The combination of an oral fluoropyrimidine derivative, S-1, and irinotecan is expected to be a promising regimen for advanced colorectal cancer. This study was performed to determine the maximum tolerated dose (MTD) and recommended dose (RD) of irinotecan combined with S-1 in a 3-week cycle regimen and to observe the safety and efficacy for patients with previously untreated advanced colorectal cancer. Eighty milligrams per m(2) of S-1 was given orally for 14 consecutive days and escalated doses of irinotecan were administered on days 1 and 8 every 3 weeks in the phase I trial. Forty patients were treated at the RD during the phase II trial. Forty-three patients were enrolled between February 2005 and March 2007. The dose-limiting toxicity was diarrhea and abdominal pain. The MTD of irinotecan was 100 mg/m(2) and the RD was determined to be 80 mg/m(2) of irinotecan combined with 80 mg/m(2) of S-1. The phase II trial showed that 22 of 40 patients achieved a complete or partial response and eight had stable disease. The overall response rate was 55.0%. The median progression-free survival time and median survival time were 6.7 and 21 months, respectively.
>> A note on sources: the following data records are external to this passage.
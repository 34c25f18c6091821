// Copyright (C) 2026 Fred Clausen
// Use of this source code is governed by an MIT-style
// license that can be found in the LICENSE file or at
// https://opensource.org/licenses/MIT.

//! Tests for the conditional claim.

use crate::{Persistence, PersistenceError};
use carbid_audit::{Action, Actor, AuditEvent};
use carbid_domain::{Bid, BidStatus};

use super::{create_test_db, seed_company, seed_open_bid, seed_operator};

#[test]
fn test_claim_assigns_manager_and_audits() {
    let mut db: Persistence = create_test_db();
    let company_id: i64 = seed_company(&mut db);
    seed_operator(&mut db, 42);
    let bid_id: i64 = seed_open_bid(&mut db, company_id, 0);

    let bid: Bid = db.claim_bid(bid_id, 42).unwrap();

    assert_eq!(bid.status, BidStatus::Progress);
    assert_eq!(bid.manager_id, Some(42));

    let trail: Vec<AuditEvent> = db.audit_trail(bid_id).unwrap();
    assert_eq!(trail.len(), 1);
    assert_eq!(trail[0].action, Action::ClaimBid);
    assert_eq!(trail[0].actor, Actor::Operator(42));
}

#[test]
fn test_second_claim_loses_the_race() {
    let mut db: Persistence = create_test_db();
    let company_id: i64 = seed_company(&mut db);
    seed_operator(&mut db, 42);
    seed_operator(&mut db, 43);
    let bid_id: i64 = seed_open_bid(&mut db, company_id, 0);

    db.claim_bid(bid_id, 42).unwrap();
    let result: Result<Bid, PersistenceError> = db.claim_bid(bid_id, 43);

    assert!(matches!(result, Err(PersistenceError::ClaimLost(id)) if id == bid_id));

    // The winner keeps the bid and no second claim event is written.
    let bid: Bid = db.get_bid(bid_id).unwrap();
    assert_eq!(bid.manager_id, Some(42));
    assert_eq!(db.audit_trail(bid_id).unwrap().len(), 1);
}

#[test]
fn test_claim_missing_bid_is_not_found() {
    let mut db: Persistence = create_test_db();
    seed_operator(&mut db, 42);

    let result: Result<Bid, PersistenceError> = db.claim_bid(999, 42);

    assert!(matches!(result, Err(PersistenceError::BidNotFound(999))));
}

#[test]
fn test_claim_parked_bid_is_rejected() {
    let mut db: Persistence = create_test_db();
    let company_id: i64 = seed_company(&mut db);
    seed_operator(&mut db, 42);
    let bid_id: i64 = db.create_bid(&Bid::new(company_id)).unwrap();

    let result: Result<Bid, PersistenceError> = db.claim_bid(bid_id, 42);

    assert!(matches!(result, Err(PersistenceError::ClaimLost(id)) if id == bid_id));
    assert_eq!(db.get_bid(bid_id).unwrap().status, BidStatus::Disabled);
}
// Copyright (C) 2026 Fred Clausen
// Use of this source code is governed by an MIT-style
// license that can be found in the LICENSE file or at
// https://opensource.org/licenses/MIT.

//! Write operations.

pub mod audit;
pub mod bids;
pub mod catalog;
pub mod files;
pub mod operators;
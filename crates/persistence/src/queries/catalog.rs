// Copyright (C) 2026 Fred Clausen
// Use of this source code is governed by an MIT-style
// license that can be found in the LICENSE file or at
// https://opensource.org/licenses/MIT.

//! Company and dealer lookups.

use crate::data_models::{CompanyRow, DealerRow};
use crate::diesel_schema::{companies, dealers};
use crate::error::PersistenceError;
use diesel::prelude::*;

/// Fetch one company by id.
///
/// # Errors
///
/// Returns `PersistenceError::CompanyNotFound` if no such company
/// exists.
pub fn get_company(
    conn: &mut SqliteConnection,
    company_id: i64,
) -> Result<CompanyRow, PersistenceError> {
    let row: Option<CompanyRow> = companies::table
        .filter(companies::company_id.eq(company_id))
        .first::<CompanyRow>(conn)
        .optional()
        .map_err(|e| PersistenceError::QueryFailed(format!("get_company: {e}")))?;
    row.ok_or(PersistenceError::CompanyNotFound(company_id))
}

/// Fetch one dealer by id.
///
/// # Errors
///
/// Returns `PersistenceError::NotFound` if no such dealer exists.
pub fn get_dealer(
    conn: &mut SqliteConnection,
    dealer_id: i64,
) -> Result<DealerRow, PersistenceError> {
    let row: Option<DealerRow> = dealers::table
        .filter(dealers::dealer_id.eq(dealer_id))
        .first::<DealerRow>(conn)
        .optional()
        .map_err(|e| PersistenceError::QueryFailed(format!("get_dealer: {e}")))?;
    row.ok_or_else(|| PersistenceError::NotFound(format!("dealer {dealer_id}")))
}

/// Fetch the dealers belonging to one company.
///
/// # Errors
///
/// Returns an error if the query fails.
pub fn dealers_for_company(
    conn: &mut SqliteConnection,
    company_id: i64,
) -> Result<Vec<DealerRow>, PersistenceError> {
    dealers::table
        .filter(dealers::company_id.eq(company_id))
        .order(dealers::dealer_id.asc())
        .load::<DealerRow>(conn)
        .map_err(|e| PersistenceError::QueryFailed(format!("dealers_for_company: {e}")))
}
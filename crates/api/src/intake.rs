// Copyright (C) 2026 Fred Clausen
// Use of this source code is governed by an MIT-style
// license that can be found in the LICENSE file or at
// https://opensource.org/licenses/MIT.

//! Bid intake: creation and opening.

use crate::error::{ApiError, translate_core_error, translate_persistence_error};
use crate::request_response::{BidStatusResponse, CreateBidRequest, CreateBidResponse};
use carbid::{Command, TransitionResult, apply};
use carbid_audit::Actor;
use carbid_domain::Bid;
use carbid_notify::{Outbound, Recipient, render_open_announcement};
use carbid_persistence::{CompanyRow, Persistence};
use tracing::info;

/// Creates a bid from intake data.
///
/// The bid starts parked unless `open_immediately` is set, in which
/// case it enters the open pool right away and the company group (if
/// one is bound) gets an announcement.
///
/// # Errors
///
/// Returns `ApiError::ResourceNotFound` if the company does not exist,
/// or a translated persistence error if the write fails.
pub fn create_bid(
    db: &mut Persistence,
    request: CreateBidRequest,
) -> Result<(CreateBidResponse, Vec<Outbound>), ApiError> {
    let company: CompanyRow = db
        .get_company(request.company_id)
        .map_err(translate_persistence_error)?;

    let mut bid: Bid = Bid::new(request.company_id);
    bid.dealer_id = request.dealer_id;
    bid.vehicle.brand = request.brand;
    bid.vehicle.model = request.model;
    bid.vehicle.year = request.year;
    bid.vehicle.mileage = request.mileage;
    bid.vehicle.power = request.power;
    bid.source_url = request.source_url;
    bid.thread_id = request.thread_id;

    let bid_id: i64 = db.create_bid(&bid).map_err(translate_persistence_error)?;
    bid.bid_id = Some(bid_id);
    info!(bid_id, company_id = request.company_id, "bid created");

    let mut outbounds: Vec<Outbound> = Vec::new();
    if request.open_immediately {
        let result: TransitionResult =
            apply(&bid, Command::OpenBid, Actor::Intake).map_err(translate_core_error)?;
        db.persist_transition(&result)
            .map_err(translate_persistence_error)?;
        bid = result.new_bid;
        if let Some(chat_id) = company.group_chat_id {
            outbounds.push(Outbound::new(
                Recipient::CompanyGroup(chat_id),
                render_open_announcement(&bid, &company.name),
            ));
        }
    }

    let response: CreateBidResponse = CreateBidResponse {
        bid_id,
        status: bid.status.as_str().to_string(),
        message: format!("Created bid {bid_id} for {}", company.name),
    };
    Ok((response, outbounds))
}

/// Opens a parked bid to the operator pool.
///
/// # Errors
///
/// Returns a translated error if the bid does not exist or is not in a
/// status that can open.
pub fn open_bid(
    db: &mut Persistence,
    bid_id: i64,
) -> Result<(BidStatusResponse, Vec<Outbound>), ApiError> {
    let bid: Bid = db.get_bid(bid_id).map_err(translate_persistence_error)?;
    let result: TransitionResult =
        apply(&bid, Command::OpenBid, Actor::Intake).map_err(translate_core_error)?;
    db.persist_transition(&result)
        .map_err(translate_persistence_error)?;
    info!(bid_id, "bid opened to the pool");

    let mut outbounds: Vec<Outbound> = Vec::new();
    let company: CompanyRow = db
        .get_company(result.new_bid.company_id)
        .map_err(translate_persistence_error)?;
    if let Some(chat_id) = company.group_chat_id {
        outbounds.push(Outbound::new(
            Recipient::CompanyGroup(chat_id),
            render_open_announcement(&result.new_bid, &company.name),
        ));
    }

    let response: BidStatusResponse = BidStatusResponse {
        bid_id,
        status: result.new_bid.status.as_str().to_string(),
    };
    Ok((response, outbounds))
}
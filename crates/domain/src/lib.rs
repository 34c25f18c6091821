// Copyright (C) 2026 Fred Clausen
// Use of this source code is governed by an MIT-style
// license that can be found in the LICENSE file or at
// https://opensource.org/licenses/MIT.

#![deny(
    clippy::pedantic,
    clippy::cargo,
    clippy::nursery,
    clippy::style,
    clippy::correctness,
    clippy::all,
    clippy::suspicious,
    clippy::complexity,
    clippy::perf,
    clippy::unwrap_used,
    clippy::expect_used
)]

mod bid;
mod error;
mod stage;
mod status;
mod validation;

#[cfg(test)]
mod tests;

pub use bid::{Bid, ChecklistAnswers, OperatorId, VehicleInfo};
pub use error::DomainError;
pub use stage::{
    ADDITIONAL_STAGE_TITLE, MediaKind, StageDescriptor, StagePlan, stage_prefix,
};
pub use status::BidStatus;
pub use validation::{validate_bid_ownership, validate_claimable, validate_stage_plan};
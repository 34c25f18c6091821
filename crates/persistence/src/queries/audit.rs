// Copyright (C) 2026 Fred Clausen
// Use of this source code is governed by an MIT-style
// license that can be found in the LICENSE file or at
// https://opensource.org/licenses/MIT.

//! Audit event queries.

use crate::data_models::AuditEventRow;
use crate::diesel_schema::audit_events;
use crate::error::PersistenceError;
use carbid_audit::AuditEvent;
use diesel::prelude::*;

/// Fetch the audit trail for one bid, oldest first.
///
/// # Errors
///
/// Returns an error if the query fails or a row is corrupt.
pub fn events_for_bid(
    conn: &mut SqliteConnection,
    bid_id: i64,
) -> Result<Vec<AuditEvent>, PersistenceError> {
    let rows: Vec<AuditEventRow> = audit_events::table
        .filter(audit_events::bid_id.eq(bid_id))
        .order(audit_events::event_id.asc())
        .load::<AuditEventRow>(conn)
        .map_err(|e| PersistenceError::QueryFailed(format!("events_for_bid: {e}")))?;
    rows.into_iter().map(AuditEventRow::into_event).collect()
}
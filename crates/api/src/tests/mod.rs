// Copyright (C) 2026 Fred Clausen
// Use of this source code is governed by an MIT-style
// license that can be found in the LICENSE file or at
// https://opensource.org/licenses/MIT.

#![allow(clippy::expect_used, clippy::unwrap_used)]

mod lifecycle_tests;

use carbid_domain::StagePlan;
use carbid_files::StageStore;
use carbid_persistence::Persistence;
use std::path::PathBuf;
use std::sync::atomic::{AtomicU64, Ordering};

static DIR_COUNTER: AtomicU64 = AtomicU64::new(0);

pub const TEST_OPERATOR: i64 = 42;
pub const TEST_REVIEWER: i64 = 7;

pub fn create_test_db() -> Persistence {
    Persistence::new_in_memory().expect("in-memory database")
}

pub fn seed_company(db: &mut Persistence) -> i64 {
    db.create_company("Sewa Motors", Some(-100_200)).unwrap()
}

pub fn seed_operator(db: &mut Persistence, operator_id: i64, role: &str) {
    db.ensure_operator(operator_id, "Test Operator", role)
        .unwrap();
}

pub fn test_store() -> StageStore {
    let n: u64 = DIR_COUNTER.fetch_add(1, Ordering::SeqCst);
    let root: PathBuf = std::env::temp_dir().join(format!(
        "carbid-api-test-{}-{n}",
        std::process::id()
    ));
    StageStore::new(root)
}

pub fn test_plan() -> StagePlan {
    StagePlan::standard()
}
There were no treatment-related deaths. The main toxicities were leukopenia, neutropenia, anorexia and diarrhea. This study suggests the combination of irinotecan and S-1 repeated every 3 weeks is tolerable and effective for patients with previously untreated advanced colorectal cancer.

Figure 1

Progression‐free survival (PFS) curve for 40 patients in the phase II study. Median PFS was 6.7 months (range, 0.8–34.0 months; 95% confidence interval, 4.8–8.5 months).

Figure 2

Overall survival (OS) curve for 40 patients in the phase II study. Median OS was 21 months (range, 2.1–49.2 months; 95% confidence interval, 16.8–24.9 months).